Literatürdeki güncel makalelerden özet bilgiler aktarmaya devam eden Dr. Samancı sözlerine şöyle devam etti: “2021 yılında İtalya’da yapılan tek merkezli, randomize, çift kör, plasebo kontrollü bir klinik çalışmada, propolis ekstraktının hafif üst solunum yolu enfeksiyonu üzerine etkileri incelenmiştir. 8 hafta süren bu çalışma, hafif üst solunum yolu enfeksiyonu algılayan 122 sağlıklı yetişkin üzerinde yürütülmüştür. Katılımcılar 2 gruba ayrılmıştır. Deney grubunda yer alan 58 kişiye toplam polifenol içeriği 15 mg/ml olan propolis oral sprey, beş gün boyunca günde üç kez 2-4 puff (12-24 mg polifenol/güne karşılık gelir) olmak üzere uygulanmıştır. Kontrol grubunda yer alan 64 kişi ise hiç propolis almamıştır. 3. günde, deney grubundaki propolis alan katılımcıların yüzde 83’ünde semptomlarda gerileme görülürken, kontrol grubundaki hiç propolis almayan katılımcıların yüzde 72’sinde en az bir semptom kalmıştır. Sonuç olarak; hem bakteriyel hem de viral kaynaklı hafif üst solunum yolu enfeksiyonlarında, farmakolojik tedavi kullanmadan hastalık süresini kısaltmak ve semptomları azaltmak için propolis takviyesi kullanılabilir.”

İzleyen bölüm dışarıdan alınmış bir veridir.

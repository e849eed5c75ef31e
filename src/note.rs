//! Note metadata and the transport export envelope.
//!
//! A transport hands over one text blob per note: a YAML head (`meta:`
//! mapping plus an `attachments:` list) separated from the raw HTML body
//! by a `---` line. [`Note::parse_export`] undoes that framing. Dates stay
//! opaque strings; the desktop exporter emits locale-formatted values that
//! are display-only.

use serde::{Deserialize, Serialize};
use thiserror::Error;

/// Failure to parse a transport export blob.
#[derive(Debug, Error)]
pub enum EnvelopeError {
    #[error("export envelope has no '---' separator")]
    MissingSeparator,
    #[error("export metadata is not valid YAML: {0}")]
    Meta(#[from] serde_yaml::Error),
}

/// Metadata of one note as reported by the exporter.
#[derive(Debug, Clone, PartialEq, Eq, Serialize, Deserialize)]
pub struct NoteMeta {
    pub id: String,
    pub name: String,
    #[serde(default)]
    pub folder: String,
    #[serde(default)]
    pub creation_date: String,
    #[serde(default)]
    pub modification_date: String,
    /// Password-protected notes export no body and are skipped upstream.
    #[serde(default)]
    pub locked: bool,
    #[serde(default)]
    pub shared: bool,
}

/// Descriptor of one attachment. Binary content is not part of the
/// envelope; `reference` identifies it for a later retrieval step.
#[derive(Debug, Clone, PartialEq, Eq, Serialize, Deserialize)]
pub struct AttachmentMeta {
    pub id: String,
    #[serde(default)]
    pub name: String,
    #[serde(rename = "ref", default)]
    pub reference: String,
    #[serde(default)]
    pub creation_date: String,
    #[serde(default)]
    pub modification_date: String,
    #[serde(default)]
    pub url: Option<String>,
}

/// One retrieved note: metadata, attachment descriptors, HTML body.
#[derive(Debug, Clone, PartialEq, Eq)]
pub struct Note {
    pub meta: NoteMeta,
    pub attachments: Vec<AttachmentMeta>,
    pub body: String,
}

#[derive(Debug, Deserialize)]
struct Envelope {
    meta: NoteMeta,
    // a bare `attachments:` key deserializes as null, not an empty list
    #[serde(default)]
    attachments: Option<Vec<AttachmentMeta>>,
}

impl Note {
    /// Parse one export blob: YAML head, first `---`, body. The body is
    /// trimmed; later `---` occurrences belong to the body.
    pub fn parse_export(text: &str) -> Result<Self, EnvelopeError> {
        let (head, body) = text
            .split_once("---")
            .ok_or(EnvelopeError::MissingSeparator)?;
        // the exporter escapes apostrophes shell-style; YAML doubles them
        let head = head.replace("'\\''", "''");
        let envelope: Envelope = serde_yaml::from_str(&head)?;
        Ok(Note {
            meta: envelope.meta,
            attachments: envelope.attachments.unwrap_or_default(),
            body: body.trim().to_string(),
        })
    }
}

/// Where notes come from.
///
/// `fetch` returning `Ok(None)` means the note exported empty or
/// unreadable; the driver logs and moves on. Hard transport failures are
/// errors.
pub trait NoteSource {
    fn note_ids(&self) -> anyhow::Result<Vec<String>>;
    fn fetch(&self, note_id: &str) -> anyhow::Result<Option<Note>>;
}
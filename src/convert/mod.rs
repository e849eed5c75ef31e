//! HTML to block-tree conversion.
//!
//! # Architecture
//!
//! The pipeline has two stages:
//!
//! 1. **Parse**: html5ever turns the note body (a fragment, no enclosing
//!    `<html>`/`<body>` guaranteed) into an rcdom tree; the walk starts at
//!    the synthesized `body`.
//! 2. **Dispatch**: a depth-first walk over children resolves each element
//!    through the static tag table ([`handlers`]) and appends typed blocks
//!    to an explicit destination threaded through every call. Nothing is
//!    read from shared state; one [`Context`] per document carries the
//!    title-skip flag and the decoded images.
//!
//! Text with no block mapping is not lost: each container buffers leftover
//! fragments and flushes them as a single paragraph after its children are
//! exhausted, so stray inline content coalesces instead of fragmenting
//! into one block per text node.

mod handlers;
mod image;
mod list;
mod table;
mod text;

pub use image::{InlineImage, decode_data_uri};
pub use text::extract_text;

use std::rc::Rc;

use html5ever::ParseOpts;
use html5ever::tendril::TendrilSink;
use html5ever::tree_builder::TreeBuilderOpts;
use markup5ever_rcdom::{Node, RcDom};

use crate::block::Block;

/// Ordered output of one document conversion.
#[derive(Debug, Clone, Default, PartialEq, Eq)]
pub struct Conversion {
    pub blocks: Vec<Block>,
    /// Images decoded out of inline data URIs, in emission order, for an
    /// external upload step. The converter assigns them no identifiers.
    pub images: Vec<InlineImage>,
}

/// Per-document traversal state. Created for one `convert` call and
/// discarded with it, so independent conversions never interfere.
struct Context {
    /// True until the document's first element has been dispatched.
    title_pending: bool,
    images: Vec<InlineImage>,
}

impl Context {
    fn new(skip_title: bool) -> Self {
        Self {
            title_pending: skip_title,
            images: Vec::new(),
        }
    }
}

/// HTML-to-block-tree converter.
///
/// Stateless between calls; all per-document state lives in the call. The
/// first element of a note body duplicates the note's title, so it is
/// dropped by default; [`Converter::with_skip_title`] turns that off.
#[derive(Debug, Clone)]
pub struct Converter {
    skip_title: bool,
}

impl Default for Converter {
    fn default() -> Self {
        Self { skip_title: true }
    }
}

impl Converter {
    #[must_use]
    pub fn new() -> Self {
        Self::default()
    }

    #[must_use]
    pub fn with_skip_title(mut self, skip: bool) -> Self {
        self.skip_title = skip;
        self
    }

    /// Convert one note body into its ordered block sequence.
    ///
    /// Infallible by design: malformed markup degrades to best-effort
    /// output (unmapped content becomes a paragraph, bad images are
    /// skipped with a warning) rather than erroring. Converting the same
    /// input twice yields identical output.
    pub fn convert(&self, html: &str) -> Conversion {
        log::debug!("BEGIN parsing");
        // the dom owns the tree; it must outlive the walk
        let (_dom, body) = parse_body(html);
        let mut ctx = Context::new(self.skip_title);
        let mut blocks = Vec::new();
        process_children(&body, &mut blocks, &mut ctx);
        log::debug!("END parsing; {} top-level block(s)", blocks.len());
        Conversion {
            blocks,
            images: ctx.images,
        }
    }
}

/// Parse a body fragment and return the parsed document together with the
/// `body` element of the synthesized tree. The caller must hold the
/// `RcDom` for as long as it walks the tree: rcdom tears a dropped
/// document down iteratively and empties the child list of every node it
/// reaches, including nodes still referenced elsewhere. html5ever always
/// completes the tree, so the fallback to the document node is for safety
/// only.
pub(crate) fn parse_body(html: &str) -> (RcDom, Rc<Node>) {
    let opts = ParseOpts {
        tree_builder: TreeBuilderOpts {
            drop_doctype: true,
            ..Default::default()
        },
        ..Default::default()
    };
    let dom = html5ever::parse_document(RcDom::default(), opts).one(html);
    let body = find_body(&dom.document).unwrap_or_else(|| Rc::clone(&dom.document));
    (dom, body)
}

fn find_body(document: &Rc<Node>) -> Option<Rc<Node>> {
    for child in document.children.borrow().iter() {
        if text::tag_name(child) == Some("html") {
            for grandchild in child.children.borrow().iter() {
                if text::tag_name(grandchild) == Some("body") {
                    return Some(Rc::clone(grandchild));
                }
            }
        }
    }
    None
}

/// Walk `node`'s children in document order, appending emitted blocks to
/// `dest` and flushing accumulated leftover text as one trailing
/// paragraph. Fragments are trimmed on append and joined with a single
/// space.
fn process_children(node: &Rc<Node>, dest: &mut Vec<Block>, ctx: &mut Context) {
    let mut pending: Vec<String> = Vec::new();
    for child in node.children.borrow().iter() {
        if let Some(leftover) = dispatch(child, dest, ctx) {
            let trimmed = leftover.trim();
            if !trimmed.is_empty() {
                log::debug!("leftover text ({} chars)", trimmed.chars().count());
                pending.push(trimmed.to_string());
            }
        }
    }
    if !pending.is_empty() {
        log::debug!("flushing {} pending fragment(s)", pending.len());
        dest.push(Block::paragraph(pending.join(" ")));
    }
}

/// Route one node. Returns `None` when the node emitted into `dest` (or
/// was deliberately suppressed), or the node's leftover text when it has
/// no handler.
fn dispatch(node: &Rc<Node>, dest: &mut Vec<Block>, ctx: &mut Context) -> Option<String> {
    let Some(tag) = text::tag_name(node) else {
        // text leaves surface as leftover prose; comments and the like
        // extract to nothing
        return text::extract_text(node);
    };

    if ctx.title_pending {
        // the first element repeats the note title, whatever its tag
        ctx.title_pending = false;
        log::debug!("skipping first element <{}>", tag);
        return None;
    }

    match handlers::for_tag(tag) {
        Some(handler) => {
            log::debug!("processing element <{}>", tag);
            handlers::run(handler, node, dest, ctx);
            None
        }
        None => text::extract_text(node),
    }
}
use std::fs;
use std::path::{Path, PathBuf};

use image::ImageFormat;
use lyric_vault_core::{ArtefactId, VaultError};

/// Longest edge of a generated thumbnail, in pixels.
pub const THUMBNAIL_MAX_EDGE: u32 = 128;

/// Destination for artefact thumbnails.
pub trait ThumbnailSink {
    /// Derive a thumbnail from `image_source` for artefact `id` and return
    /// where it was written.
    ///
    /// # Errors
    /// Returns [`VaultError::Thumbnail`] when the image cannot be read,
    /// resized or written.
    fn save(&self, image_source: &Path, category: &str, id: ArtefactId)
        -> Result<PathBuf, VaultError>;
}

/// Writes PNG thumbnails to `<root>/<category>/<id>.png`.
#[derive(Debug, Clone, PartialEq, Eq)]
pub struct ImageThumbnailSink {
    root: PathBuf,
}

impl ImageThumbnailSink {
    #[must_use]
    pub fn new(root: impl Into<PathBuf>) -> Self {
        Self { root: root.into() }
    }

    #[must_use]
    pub fn root(&self) -> &Path {
        &self.root
    }

    #[must_use]
    pub fn thumbnail_path(&self, category: &str, id: ArtefactId) -> PathBuf {
        self.root.join(category).join(format!("{id}.png"))
    }
}

impl ThumbnailSink for ImageThumbnailSink {
    fn save(
        &self,
        image_source: &Path,
        category: &str,
        id: ArtefactId,
    ) -> Result<PathBuf, VaultError> {
        let failed = |reason: String| VaultError::Thumbnail { id, reason };

        let source = image::open(image_source)
            .map_err(|err| failed(format!("cannot open {}: {err}", image_source.display())))?;
        // Fit inside the bounding box, never upscale.
        let thumbnail =
            if source.width() > THUMBNAIL_MAX_EDGE || source.height() > THUMBNAIL_MAX_EDGE {
                source.thumbnail(THUMBNAIL_MAX_EDGE, THUMBNAIL_MAX_EDGE)
            } else {
                source
            };

        let target = self.thumbnail_path(category, id);
        if let Some(parent) = target.parent() {
            fs::create_dir_all(parent)
                .map_err(|err| failed(format!("cannot create {}: {err}", parent.display())))?;
        }
        thumbnail
            .save_with_format(&target, ImageFormat::Png)
            .map_err(|err| failed(format!("cannot write {}: {err}", target.display())))?;

        tracing::debug!(
            artefact_id = %id,
            width = thumbnail.width(),
            height = thumbnail.height(),
            path = %target.display(),
            "thumbnail written"
        );
        Ok(target)
    }
}
//! Allow-list validation for free-text fields.

use std::sync::OnceLock;

use regex_lite::Regex;

use crate::VaultError;

/// Letters, digits, spaces and underscores, with at least one letter or digit.
pub const ALLOWED_TEXT_PATTERN: &str = r"^[A-Za-z0-9 _]*[A-Za-z0-9][A-Za-z0-9 _]*$";

fn allowed_text() -> Result<&'static Regex, VaultError> {
    static PATTERN: OnceLock<Result<Regex, regex_lite::Error>> = OnceLock::new();
    PATTERN.get_or_init(|| Regex::new(ALLOWED_TEXT_PATTERN)).as_ref().map_err(|err| {
        VaultError::InvalidInput {
            field: "pattern".to_string(),
            reason: format!("allow-list pattern failed to compile: {err}"),
        }
    })
}

/// Validate `text` as an anonymous input field.
///
/// # Errors
/// Returns [`VaultError::InvalidInput`] when the text is outside the allow-list.
pub fn validate(text: &str) -> Result<&str, VaultError> {
    validate_field("input", text)
}

/// Validate `text` for the named field, returning it unchanged on success.
///
/// # Errors
/// Returns [`VaultError::InvalidInput`] naming `field` when the text contains a
/// character outside `[A-Za-z0-9 _]` or has no letter or digit at all.
pub fn validate_field<'a>(field: &str, text: &'a str) -> Result<&'a str, VaultError> {
    if allowed_text()?.is_match(text) {
        return Ok(text);
    }

    let reason = match text.chars().find(|c| !(c.is_ascii_alphanumeric() || *c == ' ' || *c == '_'))
    {
        Some(c) => format!("character {c:?} is not allowed; use letters, digits, spaces, underscores"),
        None => "must contain at least one letter or digit".to_string(),
    };
    tracing::debug!(field, %reason, "rejected input");
    Err(VaultError::InvalidInput { field: field.to_string(), reason })
}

“Bağışıklık sistemi güçlü olmalı”
Dr. Elif Pınar Çakır ise pandemi sürecinde de görüldüğü gibi bağışıklık sistemini güçlü tutmanın her mevsim önemli olduğunu kaydetti.
Küçük yaşlardan itibaren çocukların yeterli ve dengeli beslenme alışkanlığını kazanmasının sağlanması gerektiğinin altını çizen Çakır ” Erken yaşlardan itibaren, vitamin ve mineraller bakımından zengin taze sebze ve meyve tüketimi ve çeşitliliği, daha güçlü bir bağışıklık sistemi demek. Taze meyve ve sebzelerin yanında probiyotik gıdalara soframızda yer açmak çok önemlidir. Araştırmalar probiyotik içerikli gıdaların bağışıklık sistemimiz için faydalı olduğunu göstermektedir. Probiyotik besin tüketimiyle birlikte bağırsaktaki yararlı bakterilerin çoğalması, zararlıların yerleşmesini önler. Bu nedenle bağışıklık sistemimizi güçlendirmek ve bağırsak sağlığımız için kefir ve Anadolu arı ekmeği gibi doğal probiyotik gıdaların tüketimi faydalı olacaktır. Güçlü bir bağışıklık için atacağımız en önemli adımlardan bir tanesi de bol su tüketmektir. Doğal bir gıda takviyesi olan propolisin değeri de özellikle pandemi döneminde anlaşıldı. Özellikle Anadolu propolisi 15 farklı fenolik ve flavonoid içerdiği için diğer propolislere kıyasla en az 3 kat daha yüksek antioksidan etki gösterir. Yapılan bilimsel çalışmalarda, propolisin virüsler üzerinde etkili olduğu saptanmıştır. Saf Anadolu propolisi içeren bir özütten çocukların her gün en az 10 damla, 11 yaş ve üzeri yetişkinlerin ise her gün en az 20 damla süt, su, meyve suyu, bal, pekmez, yoğurt gibi gıdalarla birlikte tüketmesi önerilir” ifadelerine yer verdi.